# [Task]
For the data below, work out how many lines include the string "invalid" and report only the number.

[Saved entries]
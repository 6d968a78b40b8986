//! Runtime configuration for platform API access.
//!
//! Values come from the environment first, then from `~/.platformrc`, then defaults.

use crate::error::{ConfigError, Result};
use serde::Deserialize;
use std::fmt;
use std::path::{Path, PathBuf};
use url::Url;

/// API root used when `PLATFORM_BASE_ENDPOINT` is not set
pub const DEFAULT_BASE_ENDPOINT: &str = "https://platform.example.com/api/platform/cli";

/// Environment variable overriding the API root
pub const ENV_BASE_ENDPOINT: &str = "PLATFORM_BASE_ENDPOINT";

/// Environment variable carrying the deploy key
pub const ENV_DEPLOY_KEY: &str = "PLATFORM_DEPLOY_KEY";

/// File name of the per-user credentials file in the home directory
pub const CREDENTIALS_FILE: &str = ".platformrc";

/// Resolved configuration for one invocation
#[derive(Clone)]
pub struct PlatformConfig {
    /// API root, always ending with `/`
    pub base_url: Url,
    /// Deploy key sent with authenticated requests
    pub deploy_key: Option<String>,
    /// Project directory holding the linked-app file and changelog
    pub project_dir: PathBuf,
}

impl fmt::Debug for PlatformConfig {
    fn fmt(&self, f: &mut fmt::Formatter<'_>) -> fmt::Result {
        f.debug_struct("PlatformConfig")
            .field("base_url", &self.base_url.as_str())
            .field("deploy_key", &self.deploy_key.as_ref().map(|_| "<redacted>"))
            .field("project_dir", &self.project_dir)
            .finish()
    }
}

#[derive(Debug, Deserialize)]
struct CredentialsFile {
    #[serde(rename = "deployKey")]
    deploy_key: Option<String>,
}

impl PlatformConfig {
    /// Build configuration from the process environment and the user's home directory
    pub fn from_env(project_dir: PathBuf) -> Result<Self> {
        let endpoint = std::env::var(ENV_BASE_ENDPOINT)
            .ok()
            .filter(|value| !value.trim().is_empty());
        let env_key = std::env::var(ENV_DEPLOY_KEY)
            .ok()
            .filter(|value| !value.trim().is_empty());

        let deploy_key = match env_key {
            Some(key) => Some(key),
            None => match dirs::home_dir() {
                Some(home) => load_deploy_key(&home.join(CREDENTIALS_FILE))?,
                None => None,
            },
        };

        Self::new(
            endpoint.as_deref().unwrap_or(DEFAULT_BASE_ENDPOINT),
            deploy_key,
            project_dir,
        )
    }

    /// Build configuration from explicit values
    pub fn new(endpoint: &str, deploy_key: Option<String>, project_dir: PathBuf) -> Result<Self> {
        Ok(Self {
            base_url: parse_endpoint(endpoint)?,
            deploy_key,
            project_dir,
        })
    }

    /// Full URL for an API path such as `/apps/1`
    pub fn url_for(&self, path: &str) -> std::result::Result<Url, url::ParseError> {
        self.base_url.join(path.trim_start_matches('/'))
    }
}

fn parse_endpoint(endpoint: &str) -> Result<Url> {
    let invalid = |reason: String| ConfigError::InvalidEndpoint {
        endpoint: endpoint.to_string(),
        reason,
    };

    // Url::join drops the last segment unless the base ends with a slash
    let normalized = format!("{}/", endpoint.trim().trim_end_matches('/'));
    let url = Url::parse(&normalized).map_err(|e| invalid(e.to_string()))?;

    if !matches!(url.scheme(), "http" | "https") {
        return Err(invalid(format!("unsupported scheme '{}'", url.scheme())).into());
    }

    Ok(url)
}

/// Read the deploy key from a credentials file. A missing file is not an error.
pub fn load_deploy_key(path: &Path) -> Result<Option<String>> {
    let content = match std::fs::read_to_string(path) {
        Ok(content) => content,
        Err(e) if e.kind() == std::io::ErrorKind::NotFound => return Ok(None),
        Err(e) => {
            return Err(ConfigError::CredentialsFile {
                path: path.to_path_buf(),
                reason: e.to_string(),
            }
            .into());
        }
    };

    let parsed: CredentialsFile =
        serde_json::from_str(&content).map_err(|e| ConfigError::CredentialsFile {
            path: path.to_path_buf(),
            reason: e.to_string(),
        })?;

    log::debug!("Loaded credentials from {}", path.display());
    Ok(parsed.deploy_key.filter(|key| !key.trim().is_empty()))
}
//! Authenticated access to the platform API.
//!
//! The promotion workflow only talks to the service through [`RequestExecutor`],
//! so tests can drive it with an in-memory executor.

mod client;
mod error;

pub use client::ApiClient;
pub use error::{ApiResponseError, RequestError};

use reqwest::Method;
use serde_json::Value;

/// Method, body and auth requirement of a single API call
#[derive(Debug, Clone)]
pub struct RequestOptions {
    /// HTTP method
    pub method: Method,
    /// JSON body, sent only when present
    pub body: Option<Value>,
    /// Attach the deploy key
    pub require_auth: bool,
}

impl RequestOptions {
    /// Authenticated GET without a body
    pub fn get() -> Self {
        Self {
            method: Method::GET,
            body: None,
            require_auth: true,
        }
    }

    /// Authenticated PUT with an optional JSON body
    pub fn put(body: Option<Value>) -> Self {
        Self {
            method: Method::PUT,
            body,
            require_auth: true,
        }
    }
}

/// Executes requests against the platform API.
///
/// Implementations resolve `path` against the API root. A 2xx answer yields the
/// decoded JSON body (`Value::Null` when empty); everything else is a [`RequestError`].
#[allow(async_fn_in_trait)]
pub trait RequestExecutor {
    /// Perform one request. Never retries.
    async fn request(
        &self,
        path: &str,
        options: RequestOptions,
    ) -> std::result::Result<Value, RequestError>;
}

# [Exercise output]
3